//! Test scenario IR.
//!
//! Tagged unions produced by the test-writing agents. Every node carries a
//! `"type"` discriminant in camelCase (`"arrayMapExpression"`, `"ifStatement"`),
//! and field names are camelCase as well.

use serde::{Deserialize, Serialize};

use super::document::Endpoint;
use crate::dedup::deduplicate_retain;

/// Scenario metadata: what the function is called and what it is meant to test.
#[derive(Debug, Clone, PartialEq, Serialize, Deserialize)]
#[serde(rename_all = "camelCase")]
pub struct Scenario {
    pub function_name: String,
    /// Natural-language description; becomes the function's doc comment
    #[serde(default)]
    pub draft: String,
    /// Endpoint under test
    #[serde(default, skip_serializing_if = "Option::is_none")]
    pub endpoint: Option<Endpoint>,
    /// Other endpoints the scenario may call (setup, prerequisites)
    #[serde(default)]
    pub dependencies: Vec<Endpoint>,
}

impl Scenario {
    /// Endpoints the function is allowed to call, first occurrence kept.
    pub fn allowed_endpoints(&self) -> Vec<Endpoint> {
        let mut endpoints: Vec<Endpoint> = self
            .endpoint
            .iter()
            .chain(self.dependencies.iter())
            .cloned()
            .collect();
        deduplicate_retain(&mut endpoints, |e| e.clone());
        endpoints
    }
}

/// Body of a test function.
#[derive(Debug, Clone, Default, PartialEq, Serialize, Deserialize)]
#[serde(rename_all = "camelCase")]
pub struct Function {
    pub statements: Vec<Statement>,
}

/// A scenario together with its function body, as stored on disk.
#[derive(Debug, Clone, PartialEq, Serialize, Deserialize)]
#[serde(rename_all = "camelCase")]
pub struct TestCase {
    pub scenario: Scenario,
    pub function: Function,
}

#[derive(Debug, Clone, Default, PartialEq, Serialize, Deserialize)]
pub struct Block {
    pub statements: Vec<Statement>,
}

#[derive(Debug, Clone, Copy, Default, PartialEq, Eq, Serialize, Deserialize)]
#[serde(rename_all = "lowercase")]
pub enum Mutability {
    #[default]
    Const,
    Let,
}

#[derive(Debug, Clone, PartialEq, Serialize, Deserialize)]
#[serde(tag = "type", rename_all = "camelCase", rename_all_fields = "camelCase")]
pub enum Statement {
    Block(Block),
    ExpressionStatement {
        expression: Expression,
    },
    VariableDeclaration {
        name: String,
        #[serde(default, rename = "schema")]
        type_schema: Option<TypeSchema>,
        #[serde(default)]
        initializer: Option<Expression>,
        #[serde(default)]
        mutability: Mutability,
    },
    IfStatement {
        condition: Expression,
        then_statement: Block,
        #[serde(default)]
        else_statement: Option<Box<Statement>>,
    },
    ReturnStatement {
        #[serde(default)]
        expression: Option<Expression>,
    },
    ThrowStatement {
        expression: Expression,
    },
    /// Call an API operation, optionally binding its asserted response.
    ApiOperateStatement {
        endpoint: Endpoint,
        #[serde(default)]
        argument: Option<Expression>,
        #[serde(default)]
        variable_name: Option<String>,
    },
}

/// Declared type of a variable, JSON-schema flavoured.
#[derive(Debug, Clone, PartialEq, Serialize, Deserialize)]
#[serde(tag = "type", rename_all = "camelCase")]
pub enum TypeSchema {
    Boolean,
    Integer,
    Number,
    String,
    Null,
    Array { items: Box<TypeSchema> },
    /// Named DTO type such as `IShoppingSale` or `IShoppingSale.ICreate`
    Reference { name: String },
    Nullable { inner: Box<TypeSchema> },
}

/// Function literal; compiled as an `async` arrow.
#[derive(Debug, Clone, Default, PartialEq, Serialize, Deserialize)]
pub struct ArrowFunction {
    #[serde(default)]
    pub parameters: Vec<String>,
    pub body: Block,
}

#[derive(Debug, Clone, PartialEq, Serialize, Deserialize)]
pub struct PropertyAssignment {
    pub name: String,
    pub value: Expression,
}

#[derive(Debug, Clone, Copy, PartialEq, Eq, Serialize, Deserialize)]
pub enum BinaryOperator {
    #[serde(rename = "===")]
    Equal,
    #[serde(rename = "!==")]
    NotEqual,
    #[serde(rename = "<")]
    Less,
    #[serde(rename = "<=")]
    LessEqual,
    #[serde(rename = ">")]
    Greater,
    #[serde(rename = ">=")]
    GreaterEqual,
    #[serde(rename = "+")]
    Plus,
    #[serde(rename = "-")]
    Minus,
    #[serde(rename = "*")]
    Multiply,
    #[serde(rename = "/")]
    Divide,
    #[serde(rename = "%")]
    Modulo,
    #[serde(rename = "&&")]
    And,
    #[serde(rename = "||")]
    Or,
    #[serde(rename = "??")]
    Coalesce,
    #[serde(rename = "instanceof")]
    InstanceOf,
}

impl BinaryOperator {
    pub fn as_str(&self) -> &'static str {
        match self {
            BinaryOperator::Equal => "===",
            BinaryOperator::NotEqual => "!==",
            BinaryOperator::Less => "<",
            BinaryOperator::LessEqual => "<=",
            BinaryOperator::Greater => ">",
            BinaryOperator::GreaterEqual => ">=",
            BinaryOperator::Plus => "+",
            BinaryOperator::Minus => "-",
            BinaryOperator::Multiply => "*",
            BinaryOperator::Divide => "/",
            BinaryOperator::Modulo => "%",
            BinaryOperator::And => "&&",
            BinaryOperator::Or => "||",
            BinaryOperator::Coalesce => "??",
            BinaryOperator::InstanceOf => "instanceof",
        }
    }
}

#[derive(Debug, Clone, Copy, PartialEq, Eq, Serialize, Deserialize)]
pub enum PrefixOperator {
    #[serde(rename = "!")]
    Not,
    #[serde(rename = "-")]
    Minus,
    #[serde(rename = "+")]
    Plus,
    #[serde(rename = "++")]
    Increment,
    #[serde(rename = "--")]
    Decrement,
}

impl PrefixOperator {
    pub fn as_str(&self) -> &'static str {
        match self {
            PrefixOperator::Not => "!",
            PrefixOperator::Minus => "-",
            PrefixOperator::Plus => "+",
            PrefixOperator::Increment => "++",
            PrefixOperator::Decrement => "--",
        }
    }
}

#[derive(Debug, Clone, Copy, PartialEq, Eq, Serialize, Deserialize)]
pub enum PostfixOperator {
    #[serde(rename = "++")]
    Increment,
    #[serde(rename = "--")]
    Decrement,
}

impl PostfixOperator {
    pub fn as_str(&self) -> &'static str {
        match self {
            PostfixOperator::Increment => "++",
            PostfixOperator::Decrement => "--",
        }
    }
}

/// Named random string generators of the e2e utility library.
#[derive(Debug, Clone, Copy, PartialEq, Eq, Serialize, Deserialize)]
#[serde(rename_all = "camelCase")]
pub enum RandomKeyword {
    Alphabets,
    AlphaNumeric,
    Name,
    Paragraph,
    Content,
    Mobile,
}

impl RandomKeyword {
    pub fn method(&self) -> &'static str {
        match self {
            RandomKeyword::Alphabets => "alphabets",
            RandomKeyword::AlphaNumeric => "alphaNumeric",
            RandomKeyword::Name => "name",
            RandomKeyword::Paragraph => "paragraph",
            RandomKeyword::Content => "content",
            RandomKeyword::Mobile => "mobile",
        }
    }

    /// Length argument for generators that require one.
    pub fn default_length(&self) -> Option<u32> {
        match self {
            RandomKeyword::Alphabets | RandomKeyword::AlphaNumeric => Some(8),
            _ => None,
        }
    }
}

#[derive(Debug, Clone, PartialEq, Serialize, Deserialize)]
#[serde(tag = "type", rename_all = "camelCase", rename_all_fields = "camelCase")]
pub enum Expression {
    // literals
    BooleanLiteral {
        value: bool,
    },
    NumericLiteral {
        value: f64,
    },
    StringLiteral {
        value: String,
    },
    ArrayLiteralExpression {
        elements: Vec<Expression>,
    },
    ObjectLiteralExpression {
        properties: Vec<PropertyAssignment>,
    },
    NullLiteral,
    UndefinedKeyword,

    // accessors
    Identifier {
        text: String,
    },
    PropertyAccessExpression {
        expression: Box<Expression>,
        name: String,
        #[serde(default)]
        question_dot: bool,
    },
    ElementAccessExpression {
        expression: Box<Expression>,
        argument_expression: Box<Expression>,
        #[serde(default)]
        question_dot: bool,
    },
    ApiCallExpression {
        endpoint: Endpoint,
        #[serde(default)]
        argument: Option<Box<Expression>>,
    },

    // functional
    CallExpression {
        expression: Box<Expression>,
        #[serde(default)]
        arguments: Vec<Expression>,
    },
    NewExpression {
        expression: Box<Expression>,
        #[serde(default)]
        arguments: Vec<Expression>,
    },
    ConditionalExpression {
        condition: Box<Expression>,
        when_true: Box<Expression>,
        when_false: Box<Expression>,
    },
    BinaryExpression {
        left: Box<Expression>,
        operator: BinaryOperator,
        right: Box<Expression>,
    },
    PrefixUnaryExpression {
        operator: PrefixOperator,
        operand: Box<Expression>,
    },
    PostfixUnaryExpression {
        operand: Box<Expression>,
        operator: PostfixOperator,
    },
    ArrowFunction(ArrowFunction),
    ArrayMapExpression {
        array: Box<Expression>,
        function: ArrowFunction,
    },
    ArrayFilterExpression {
        array: Box<Expression>,
        function: ArrowFunction,
    },
    ArrayForEachExpression {
        array: Box<Expression>,
        function: ArrowFunction,
    },
    ArrayRepeatExpression {
        count: Box<Expression>,
        function: ArrowFunction,
    },

    // random generators
    BooleanRandom,
    IntegerRandom {
        #[serde(default)]
        minimum: Option<i64>,
        #[serde(default)]
        maximum: Option<i64>,
        #[serde(default)]
        multiple_of: Option<i64>,
    },
    NumberRandom {
        #[serde(default)]
        minimum: Option<f64>,
        #[serde(default)]
        maximum: Option<f64>,
        #[serde(default)]
        multiple_of: Option<f64>,
    },
    StringRandom {
        #[serde(default)]
        min_length: Option<u32>,
        #[serde(default)]
        max_length: Option<u32>,
    },
    PatternRandom {
        pattern: String,
    },
    FormatRandom {
        format: String,
    },
    KeywordRandom {
        keyword: RandomKeyword,
    },
    PickRandom {
        expression: Box<Expression>,
    },
    SampleRandom {
        expression: Box<Expression>,
        count: u32,
    },

    // predicates
    EqualPredicate {
        title: String,
        x: Box<Expression>,
        y: Box<Expression>,
    },
    NotEqualPredicate {
        title: String,
        x: Box<Expression>,
        y: Box<Expression>,
    },
    ConditionalPredicate {
        title: String,
        expression: Box<Expression>,
    },
    ErrorPredicate {
        title: String,
        function: ArrowFunction,
    },
}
· · · · · · ·
DIRECTIONS FOR THIS TASK: For the word "Multiply", show every line of the entries that holds it.

OUTPUT FOR THIS TASK:
    Multiply,
            BinaryOperator::Multiply => "*",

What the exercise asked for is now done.